Impossible d’apprécier par les moyens hypnotico-conversationnels la manière qu’a Emmanuelle
d’accompagner. Parce qu’à vrai dire je ne capte pas grand-chose, et c’est précisément ce qui m’inspire.
Chaque séance est un voyage. Si vous êtes d’accord, elle vous prend par la main.
Là, c’est déjà étrange : vous devenez l’être le plus important au monde.
Des mots s’échangent, on se dit bonjour est-ce que ça va, il y a des
silences et sans qu’on y prenne garde on se met à marcher. En bordure de
forêt.On longe la lisière, sans intention précise. Sans volonté. Que de la
curiosité.
La forêt de broussailles, je la croyais impénétrable et dangereuse quand
un chemin s’est dessiné. On est entrées. C’est moi qui ai voulu.
C’est bien plus ample que prévu, cette forêt, et pas si effrayant. Le
sol craque mais ne se dérobe pas. Il y a des odeurs d’humus et de
champignon, des bruits de bois. Un pivert, un hibou, un cloporte. Je
touche les arbres. Je m’aventure, pieds nus sur la mousse de mes ombres
humaines.
Je ne sais pas à quel moment j’ai lâché la main ; je sais qu’Emmanuelle
est là. Je sais qu’elle est là alors je peux me perdre. Aller n’importe où.

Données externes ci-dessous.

//! Collections scoped under a parent resource.
//!
//! [`Nested<T>`] addresses the `T` collection of one parent instance, such as
//! the feeds of a node (`/nodes/{uid}/feeds/`) or the events of a feed
//! (`{feed instance URL}events/`). Instances it creates carry the parent
//! scope and derive their URLs from it.

use std::fmt;
use std::marker::PhantomData;

use serde_json::Value;

use crate::clients::{DataType, HttpMethod, HttpRequest, Transport};
use crate::rest::capabilities::{get_object, into_object, send};
use crate::rest::page::{Page, PageIter};
use crate::rest::params::Params;
use crate::rest::resources::Event;
use crate::rest::{ApiResource, ParentScope, Resource, ResourceError};

/// The `T` collection of one parent instance.
pub struct Nested<T> {
    parent: ParentScope,
    _marker: PhantomData<fn() -> T>,
}

impl<T> Clone for Nested<T> {
    fn clone(&self) -> Self {
        Self {
            parent: self.parent.clone(),
            _marker: PhantomData,
        }
    }
}

impl<T> fmt::Debug for Nested<T> {
    fn fmt(&self, f: &mut fmt::Formatter<'_>) -> fmt::Result {
        f.debug_struct("Nested")
            .field("parent", &self.parent)
            .finish()
    }
}

impl<T: ApiResource> Nested<T> {
    /// Creates a scope under the given parent.
    #[must_use]
    pub const fn new(parent: ParentScope) -> Self {
        Self {
            parent,
            _marker: PhantomData,
        }
    }

    /// Captures the scope of a parent instance.
    ///
    /// # Errors
    ///
    /// Returns [`ResourceError::Configuration`] if the parent cannot be addressed.
    pub fn of<P: ApiResource>(parent: &P) -> Result<Self, ResourceError> {
        ParentScope::of(parent).map(Self::new)
    }

    /// Returns the parent scope.
    #[must_use]
    pub const fn parent(&self) -> &ParentScope {
        &self.parent
    }

    /// Returns the scoped collection URL, `{parent}{tag}s/`.
    ///
    /// # Errors
    ///
    /// Returns [`ResourceError::NotSupported`] for the untyped resource.
    pub fn collection_url(&self) -> Result<String, ResourceError> {
        Ok(format!(
            "{}{}s/",
            self.parent.instance_url(),
            T::class_name()?
        ))
    }

    fn bound(&self, uid: Option<&str>) -> Resource {
        let resource = match uid {
            Some(uid) => Resource::with_uid(uid),
            None => Resource::new(),
        };
        resource.with_parent(self.parent.clone())
    }

    /// Creates a bound handle addressed by uid. No request is made.
    #[must_use]
    pub fn with_uid(&self, uid: &str) -> T {
        T::from_resource(self.bound(Some(uid)))
    }

    /// Creates a bound handle addressed by the secondary key (e.g., a feed
    /// `type`). No request is made.
    ///
    /// # Errors
    ///
    /// Returns [`ResourceError::NotSupported`] if `T` has no secondary key.
    pub fn with_key(&self, key: &str) -> Result<T, ResourceError> {
        self.bind(None, Some(key))
    }

    /// Creates a bound handle from a uid, a secondary key, or both.
    ///
    /// The secondary key takes precedence for URL derivation.
    ///
    /// # Errors
    ///
    /// Returns [`ResourceError::Configuration`] if neither is given (empty
    /// strings count as missing),
    /// [`ResourceError::NotSupported`] for a key when `T` has no secondary key.
    pub fn bind(&self, uid: Option<&str>, key: Option<&str>) -> Result<T, ResourceError> {
        let uid = uid.filter(|uid| !uid.is_empty());
        let key = key.filter(|key| !key.is_empty());
        if uid.is_none() && key.is_none() {
            return Err(ResourceError::Configuration {
                resource: T::NAME,
                reason: "a bound instance needs a uid or a parent-scoped key".to_string(),
            });
        }

        let mut resource = self.bound(uid);
        if let Some(key) = key {
            let field = T::SECONDARY_KEY.ok_or(ResourceError::NotSupported {
                resource: T::NAME,
                operation: "with_key",
            })?;
            resource.set(field, key)?;
        }
        Ok(T::from_resource(resource))
    }

    /// Fetches the first page of the scoped collection.
    ///
    /// # Errors
    ///
    /// Returns [`ResourceError::Http`] on a non-2xx response.
    pub async fn list<C: Transport>(
        &self,
        client: &C,
        params: Option<Params>,
    ) -> Result<Page, ResourceError> {
        Page::fetch(client, &self.collection_url()?, params).await
    }

    /// Returns a lazy iterator over every item of the scoped collection.
    ///
    /// # Errors
    ///
    /// Returns [`ResourceError::NotSupported`] for the untyped resource.
    pub fn all<'c, C: Transport>(
        &self,
        client: &'c C,
        params: Option<Params>,
    ) -> Result<PageIter<'c, C>, ResourceError> {
        Ok(PageIter::new(client, self.collection_url()?, params))
    }

    /// Fetches one bound instance by its secondary key, or by uid when `T`
    /// has no secondary key.
    ///
    /// # Errors
    ///
    /// Returns [`ResourceError::Http`] on a non-2xx response.
    pub async fn retrieve<C: Transport>(
        &self,
        client: &C,
        key: &str,
        params: Option<Params>,
    ) -> Result<T, ResourceError> {
        let mut instance = if T::SECONDARY_KEY.is_some() {
            self.with_key(key)?
        } else {
            self.with_uid(key)
        };
        let body = get_object(client, &instance.instance_url()?, params, T::NAME).await?;
        instance.resource_mut().refresh_from(&body)?;
        Ok(instance)
    }
}

impl Nested<Event> {
    /// Posts a new event as JSON and returns it hydrated.
    ///
    /// # Errors
    ///
    /// Returns [`ResourceError::Http`] on a non-2xx response.
    ///
    /// # Example
    ///
    /// ```rust,ignore
    /// use serde_json::json;
    ///
    /// let feed = Feed::new("feed-uid");
    /// let data = json!({"data": {"key": "value"}, "dateEvent": "2015-03-11T09:45:12"});
    /// let event = feed.events()?.create(&client, data.as_object().unwrap().clone()).await?;
    /// ```
    pub async fn create<C: Transport>(
        &self,
        client: &C,
        data: Params,
    ) -> Result<Event, ResourceError> {
        let request = HttpRequest::builder(HttpMethod::Post, self.collection_url()?)
            .body(Value::Object(data))
            .body_type(DataType::Json)
            .build()?;
        let response = send(client, request).await?;
        let mut event = Event::from_resource(self.bound(None));
        event
            .resource_mut()
            .refresh_from(&into_object(response.body, Event::NAME)?)?;
        Ok(event)
    }
}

Parfois je cale, ou bien j’ai trop peur, alors elle me montre un chemin
que je n’avais pas vu.
Ma sécurité entre ses mains j’explore en fractales la densité des
sous-bois, et quand je trouve quelque chose, je ne sais pas ce que
c’est. Un trésor ? Un monstre ? On s’en fout. Je gratte, j’écarte les
feuilles mortes.
Et le sol se met à trembler.
À genoux par terre, la vibration me gagne et me traverse. Elle fait
trembler mes cellules de toute leur cohésion, bien plus large et solide
que j’aurais pu croire.
La puissance de la forêt à travers moi. La vérité d’une émotion, la
simplicité de ce qui est, sans manière, ce qu’il fallait de terre et
d’ombre pour sentir la lumière sans laquelle elle n’existerait pas.
Au début, elle pique les yeux et brûle les couleurs, la lumière. C’est
par manque d’habitude. Sa chaleur sur ma peau, la vie dans mes veines.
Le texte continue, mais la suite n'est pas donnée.